O conteúdo deste capítulo além de trabalhar com as informações contextuais e achados de surveys; articula analiticamente dois outros conjuntos de dados: o primeiro, originário de pesquisa do tipo “tracking poll” domiciliar face-a-face, pela primeira vez publicada no Brasil; o segundo é um tratamento direto do discurso, com a codificação do conteúdo das mensagens no HGPE emitidas pela candidatura de Dilma Rousseff (PT). A disponibilidade simultânea dessas informações permite aprofundar a análise dos efeitos específicos das mensagens dos candidatos sobre o comportamento eleitoral, enfocando com maior nível de detalhe as mudanças de conteúdo e as reações imediatas dos eleitores. Aqui se verá, de modo bastante nítido, que a afirmação de Campbell (2000) citada no primeiro capítulo desta tese faz todo o sentido: pequenos ou não, certos efeitos podem gerar resultados eleitoralmente importantes.

Muitas eleições se decidem por pequenas margens (ABRAMOWITZ et al., 2006a,b; RHODE; STRUMPF, 2004; CAMPBELL, 2001; DI FRANCO et al., 2004; MULLIGAN; HUNTER, 2003). Portanto, importa entender a maneira como certos segmentos de eleitores decidem votar, gerando esses resultados marginais. Tendências pequenas são difíceis de investigar porque envolvem um número de indivíduos dispersos num vasto território, que não necessariamente estão interagindo e expostos às mesmas motivações. Compreender o duplo movimento do eleitorado em 2010 – a imprevista ocorrência do segundo turno e depois a recuperação de Dilma – é aqui uma discussão apoiada em dois axiomas teóricos. O primeiro, introduzido por Downs (1957), de que os candidatos adaptam suas posições políticas ou prioridades para atender o público votante, e não o oposto, e que eleitores buscam pistas e sinais durante as eleições para reduzir os custos de coleta de informações. O segundo eixo, proposto por Vavreck (2009), é que campanhas e candidatos procuram estabelecer estratégias de agendamento e persuasão, a fim de levar os eleitores a pensar retrospectivamente sobre as condições objetivas, como a economia, e tomar decisões racionais sobre o seu futuro. Estes dois fundamentos levam a esperar que um candidato racional irá explorar o contexto eleitoral durante a campanha em sua vantagem.

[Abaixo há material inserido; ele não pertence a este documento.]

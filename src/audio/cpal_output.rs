//! Audio output to the system speakers via cpal.
//!
//! `cpal::Stream` is not `Send` on every platform, so the device and the
//! sounding stream live on one dedicated audio thread, spawned the first
//! time something is played and kept for the life of the process. The
//! [`PlaybackController`](crate::audio::playback::PlaybackController) talks
//! to it over a command channel.

use crate::audio::pcm::AudioBuffer;
use crate::audio::playback::{AudioOutput, CompletionCallback, OutputHandle, SessionId};
use crate::config::AudioConfig;
use crate::error::{ChatError, Result};
use cpal::StreamConfig;
use cpal::traits::{DeviceTrait, HostTrait, StreamTrait};
use crossbeam_channel::{Receiver, RecvTimeoutError, Sender};
use std::sync::{Arc, Mutex};
use std::time::Duration;
use tracing::{debug, error, info};

/// How often the audio thread checks whether the current buffer drained.
const POLL_INTERVAL: Duration = Duration::from_millis(10);

/// How long `start` waits for the audio thread to confirm a stream.
const START_TIMEOUT: Duration = Duration::from_secs(3);

enum AudioCommand {
    Play {
        session: SessionId,
        samples: Vec<f32>,
        channels: u16,
        on_complete: CompletionCallback,
        ack: Sender<Result<()>>,
    },
    Stop {
        session: SessionId,
    },
}

/// cpal-backed [`AudioOutput`].
pub struct CpalOutput {
    config: AudioConfig,
    worker: Mutex<Option<Sender<AudioCommand>>>,
    ack_timeout: Duration,
}

impl CpalOutput {
    /// Create an output for the configured device and sample rate.
    ///
    /// No device is opened until the first buffer is played.
    #[must_use]
    pub fn new(config: &AudioConfig) -> Self {
        Self {
            config: config.clone(),
            worker: Mutex::new(None),
            ack_timeout: START_TIMEOUT,
        }
    }

    /// List available output devices.
    ///
    /// # Errors
    ///
    /// Returns an error if devices cannot be enumerated.
    pub fn list_output_devices() -> Result<Vec<String>> {
        let host = cpal::default_host();
        let devices = host
            .output_devices()
            .map_err(|e| ChatError::Playback(format!("cannot enumerate devices: {e}")))?;

        let mut names = Vec::new();
        for device in devices {
            if let Ok(desc) = device.description() {
                names.push(desc.name().to_owned());
            }
        }
        Ok(names)
    }

    /// Sender to the audio thread, spawning it on first use.
    fn worker(&self) -> Result<Sender<AudioCommand>> {
        let mut worker = self
            .worker
            .lock()
            .map_err(|e| ChatError::Playback(format!("audio worker lock poisoned: {e}")))?;
        if let Some(tx) = worker.as_ref() {
            return Ok(tx.clone());
        }

        let (tx, rx) = crossbeam_channel::unbounded();
        let (ready_tx, ready_rx) = crossbeam_channel::bounded(1);
        let config = self.config.clone();
        std::thread::Builder::new()
            .name("lucero-audio".into())
            .spawn(move || run_audio_thread(&config, &rx, &ready_tx))?;

        ready_rx
            .recv_timeout(START_TIMEOUT)
            .map_err(|_| ChatError::Playback("audio thread did not start".into()))??;

        *worker = Some(tx.clone());
        Ok(tx)
    }
}

impl AudioOutput for CpalOutput {
    fn start(
        &self,
        session: SessionId,
        buffer: &AudioBuffer,
        on_complete: CompletionCallback,
    ) -> Result<Box<dyn OutputHandle>> {
        if buffer.sample_rate() != self.config.sample_rate {
            return Err(ChatError::Playback(format!(
                "buffer is {}Hz but the output runs at {}Hz",
                buffer.sample_rate(),
                self.config.sample_rate
            )));
        }

        let tx = self.worker()?;
        let (ack_tx, ack_rx) = crossbeam_channel::bounded(1);
        tx.send(AudioCommand::Play {
            session,
            samples: buffer.interleaved(),
            channels: buffer.channel_count(),
            on_complete,
            ack: ack_tx,
        })
        .map_err(|_| ChatError::Playback("audio thread has exited".into()))?;

        match ack_rx.recv_timeout(self.ack_timeout) {
            Ok(started) => started?,
            Err(_) => {
                // Cancel the queued play so it never sounds unowned.
                let _ = tx.send(AudioCommand::Stop { session });
                return Err(ChatError::Playback(
                    "audio thread did not acknowledge playback".into(),
                ));
            }
        }

        Ok(Box::new(CpalHandle { session, tx }))
    }
}

struct CpalHandle {
    session: SessionId,
    tx: Sender<AudioCommand>,
}

impl OutputHandle for CpalHandle {
    fn stop(&mut self) {
        let _ = self.tx.send(AudioCommand::Stop {
            session: self.session,
        });
    }
}

/// Internal buffer for tracking playback progress.
struct PlaybackBuffer {
    samples: Vec<f32>,
    position: usize,
    finished: bool,
}

/// The stream currently owned by the audio thread.
struct Sounding<S> {
    session: SessionId,
    buffer: Arc<Mutex<PlaybackBuffer>>,
    on_complete: CompletionCallback,
    stream: S,
}

impl<S> Sounding<S> {
    fn is_finished(&self) -> bool {
        self.buffer.lock().map(|b| b.finished).unwrap_or(true)
    }
}

fn open_device(config: &AudioConfig) -> Result<cpal::Device> {
    let host = cpal::default_host();

    let device = if let Some(ref name) = config.output_device {
        host.output_devices()
            .map_err(|e| ChatError::Playback(format!("cannot enumerate devices: {e}")))?
            .find(|d| {
                d.description()
                    .ok()
                    .map(|desc| desc.name() == name)
                    .unwrap_or(false)
            })
            .ok_or_else(|| ChatError::Playback(format!("output device '{name}' not found")))?
    } else {
        host.default_output_device()
            .ok_or_else(|| ChatError::Playback("no default output device".into()))?
    };

    let device_name = device
        .description()
        .map(|d| d.name().to_owned())
        .unwrap_or_else(|_| "<unknown>".into());
    info!("using output device: {device_name}");
    Ok(device)
}

fn run_audio_thread(
    config: &AudioConfig,
    rx: &Receiver<AudioCommand>,
    ready: &Sender<Result<()>>,
) {
    let device = match open_device(config) {
        Ok(d) => {
            let _ = ready.send(Ok(()));
            d
        }
        Err(e) => {
            let _ = ready.send(Err(e));
            return;
        }
    };

    serve_commands(rx, |channels, samples| {
        build_stream(&device, config.sample_rate, channels, samples)
    });
}

/// Audio thread command loop over streams made by `build`.
fn serve_commands<S>(
    rx: &Receiver<AudioCommand>,
    mut build: impl FnMut(u16, Vec<f32>) -> Result<(S, Arc<Mutex<PlaybackBuffer>>)>,
) {
    let mut current: Option<Sounding<S>> = None;

    loop {
        match rx.recv_timeout(POLL_INTERVAL) {
            Ok(AudioCommand::Play {
                session,
                samples,
                channels,
                on_complete,
                ack,
            }) => {
                // Dropping the previous stream silences it.
                current = None;
                match build(channels, samples) {
                    Ok((stream, buffer)) => {
                        current = Some(Sounding {
                            session,
                            buffer,
                            on_complete,
                            stream,
                        });
                        let _ = ack.send(Ok(()));
                    }
                    Err(e) => {
                        let _ = ack.send(Err(e));
                    }
                }
            }
            Ok(AudioCommand::Stop { session }) => {
                if current.as_ref().is_some_and(|c| c.session == session) {
                    debug!("audio thread stopping {session}");
                    current = None;
                }
            }
            Err(RecvTimeoutError::Timeout) => {}
            Err(RecvTimeoutError::Disconnected) => break,
        }

        if let Some(done) = current.take_if(|c| c.is_finished()) {
            let Sounding {
                session,
                on_complete,
                stream,
                ..
            } = done;
            drop(stream);
            debug!("audio thread finished {session}");
            on_complete();
        }
    }

    debug!("audio thread exiting");
}

fn build_stream(
    device: &cpal::Device,
    sample_rate: u32,
    channels: u16,
    samples: Vec<f32>,
) -> Result<(cpal::Stream, Arc<Mutex<PlaybackBuffer>>)> {
    let stream_config = StreamConfig {
        channels,
        sample_rate,
        buffer_size: cpal::BufferSize::Default,
    };

    let buffer = Arc::new(Mutex::new(PlaybackBuffer {
        samples,
        position: 0,
        finished: false,
    }));
    let buffer_clone = Arc::clone(&buffer);

    let stream = device
        .build_output_stream(
            &stream_config,
            move |data: &mut [f32], _info: &cpal::OutputCallbackInfo| {
                let mut buf = match buffer_clone.lock() {
                    Ok(b) => b,
                    Err(_) => return,
                };

                for sample in data.iter_mut() {
                    if buf.position < buf.samples.len() {
                        *sample = buf.samples[buf.position];
                        buf.position += 1;
                    } else {
                        *sample = 0.0;
                        buf.finished = true;
                    }
                }
            },
            move |err| {
                error!("audio output stream error: {err}");
            },
            None,
        )
        .map_err(|e| ChatError::Playback(format!("failed to build output stream: {e}")))?;

    stream
        .play()
        .map_err(|e| ChatError::Playback(format!("failed to start output stream: {e}")))?;

    Ok((stream, buffer))
}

O capítulo está organizado da seguinte forma: a próxima seção retoma alguns pressupostos teóricos da análise que se segue; as três seções seguintes foram dedicadas a examinar as estratégias de campanha e seus impactos durante o primeiro turno. Da seção 5 em diante, apresentam-se os dados, análises e resultados referentes ao segundo turno e as conclusões.